* _Exercise prompt_
The records below hold a stretch from the line with "replayed capture, ...)." through the line with "pub trait Transport: Send"; return exactly those lines, ends included, and nothing more.

* _Provided material_
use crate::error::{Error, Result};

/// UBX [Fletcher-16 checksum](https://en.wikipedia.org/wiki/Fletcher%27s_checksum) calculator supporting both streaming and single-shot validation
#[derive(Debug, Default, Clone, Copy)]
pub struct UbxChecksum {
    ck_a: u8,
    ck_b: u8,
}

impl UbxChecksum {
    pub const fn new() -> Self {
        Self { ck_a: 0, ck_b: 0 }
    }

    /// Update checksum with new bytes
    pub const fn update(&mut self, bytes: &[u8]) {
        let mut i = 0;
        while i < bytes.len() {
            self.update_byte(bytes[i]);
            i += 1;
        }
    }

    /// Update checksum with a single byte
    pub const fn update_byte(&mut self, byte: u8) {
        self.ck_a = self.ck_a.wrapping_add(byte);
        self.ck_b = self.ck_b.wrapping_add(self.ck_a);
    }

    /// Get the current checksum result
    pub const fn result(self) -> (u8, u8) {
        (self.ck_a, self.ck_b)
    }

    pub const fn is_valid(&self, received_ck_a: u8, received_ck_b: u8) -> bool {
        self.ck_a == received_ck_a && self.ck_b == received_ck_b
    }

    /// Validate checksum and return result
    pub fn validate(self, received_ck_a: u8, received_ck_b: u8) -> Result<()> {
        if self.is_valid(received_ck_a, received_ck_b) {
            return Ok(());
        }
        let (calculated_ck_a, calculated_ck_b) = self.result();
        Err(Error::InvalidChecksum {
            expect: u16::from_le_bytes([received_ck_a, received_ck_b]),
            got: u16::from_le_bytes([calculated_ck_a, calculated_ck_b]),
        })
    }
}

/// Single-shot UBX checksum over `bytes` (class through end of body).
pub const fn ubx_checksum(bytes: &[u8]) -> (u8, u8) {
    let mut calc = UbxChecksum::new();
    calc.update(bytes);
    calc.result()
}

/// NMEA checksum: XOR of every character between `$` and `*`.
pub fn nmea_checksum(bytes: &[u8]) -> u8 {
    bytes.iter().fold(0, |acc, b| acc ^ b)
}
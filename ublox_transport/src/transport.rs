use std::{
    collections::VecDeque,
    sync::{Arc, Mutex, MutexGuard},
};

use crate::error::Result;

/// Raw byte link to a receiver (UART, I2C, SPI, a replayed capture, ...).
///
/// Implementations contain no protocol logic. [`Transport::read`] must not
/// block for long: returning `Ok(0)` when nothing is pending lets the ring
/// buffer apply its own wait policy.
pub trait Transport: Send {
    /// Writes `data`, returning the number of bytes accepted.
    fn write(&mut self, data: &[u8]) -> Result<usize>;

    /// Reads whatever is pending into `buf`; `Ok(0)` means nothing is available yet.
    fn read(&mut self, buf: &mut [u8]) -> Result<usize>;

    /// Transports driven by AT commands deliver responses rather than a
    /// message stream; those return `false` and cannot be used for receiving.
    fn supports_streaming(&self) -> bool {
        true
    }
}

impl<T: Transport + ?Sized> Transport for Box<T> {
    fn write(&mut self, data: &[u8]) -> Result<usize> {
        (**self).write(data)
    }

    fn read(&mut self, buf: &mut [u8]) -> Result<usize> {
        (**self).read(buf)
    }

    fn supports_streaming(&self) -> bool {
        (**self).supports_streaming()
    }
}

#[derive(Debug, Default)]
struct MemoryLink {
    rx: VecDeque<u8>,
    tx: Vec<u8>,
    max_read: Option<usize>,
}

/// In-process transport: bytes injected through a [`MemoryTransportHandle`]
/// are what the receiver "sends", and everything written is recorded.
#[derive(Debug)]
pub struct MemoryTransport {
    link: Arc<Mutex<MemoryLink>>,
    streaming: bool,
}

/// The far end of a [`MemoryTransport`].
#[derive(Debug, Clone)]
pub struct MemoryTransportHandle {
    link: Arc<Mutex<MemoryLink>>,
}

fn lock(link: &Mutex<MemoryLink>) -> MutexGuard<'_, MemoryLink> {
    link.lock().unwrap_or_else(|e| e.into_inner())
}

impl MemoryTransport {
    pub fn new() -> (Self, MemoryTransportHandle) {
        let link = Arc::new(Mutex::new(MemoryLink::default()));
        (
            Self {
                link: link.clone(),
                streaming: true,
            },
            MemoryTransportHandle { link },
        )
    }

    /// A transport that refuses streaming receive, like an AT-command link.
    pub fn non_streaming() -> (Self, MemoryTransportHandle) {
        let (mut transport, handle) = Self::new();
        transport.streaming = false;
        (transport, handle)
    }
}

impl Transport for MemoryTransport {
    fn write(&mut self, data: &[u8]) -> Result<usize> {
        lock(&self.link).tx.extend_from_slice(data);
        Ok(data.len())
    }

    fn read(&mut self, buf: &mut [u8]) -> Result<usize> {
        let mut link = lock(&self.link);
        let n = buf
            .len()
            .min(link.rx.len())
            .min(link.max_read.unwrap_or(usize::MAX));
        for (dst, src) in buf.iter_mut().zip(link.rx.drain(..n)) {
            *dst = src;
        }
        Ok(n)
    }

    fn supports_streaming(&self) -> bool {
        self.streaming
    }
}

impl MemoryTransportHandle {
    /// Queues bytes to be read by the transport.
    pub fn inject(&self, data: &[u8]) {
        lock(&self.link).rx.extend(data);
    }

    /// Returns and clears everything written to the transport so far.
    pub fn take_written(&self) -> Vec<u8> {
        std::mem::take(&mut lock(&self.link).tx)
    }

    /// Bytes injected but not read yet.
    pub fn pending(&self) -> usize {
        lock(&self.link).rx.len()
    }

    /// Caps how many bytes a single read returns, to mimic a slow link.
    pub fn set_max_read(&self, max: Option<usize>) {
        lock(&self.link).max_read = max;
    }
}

* _Finished task_
/// Raw byte link to a receiver (UART, I2C, SPI, a replayed capture, ...).
///
/// Implementations contain no protocol logic. [`Transport::read`] must not
/// block for long: returning `Ok(0)` when nothing is pending lets the ring
/// buffer apply its own wait policy.
pub trait Transport: Send {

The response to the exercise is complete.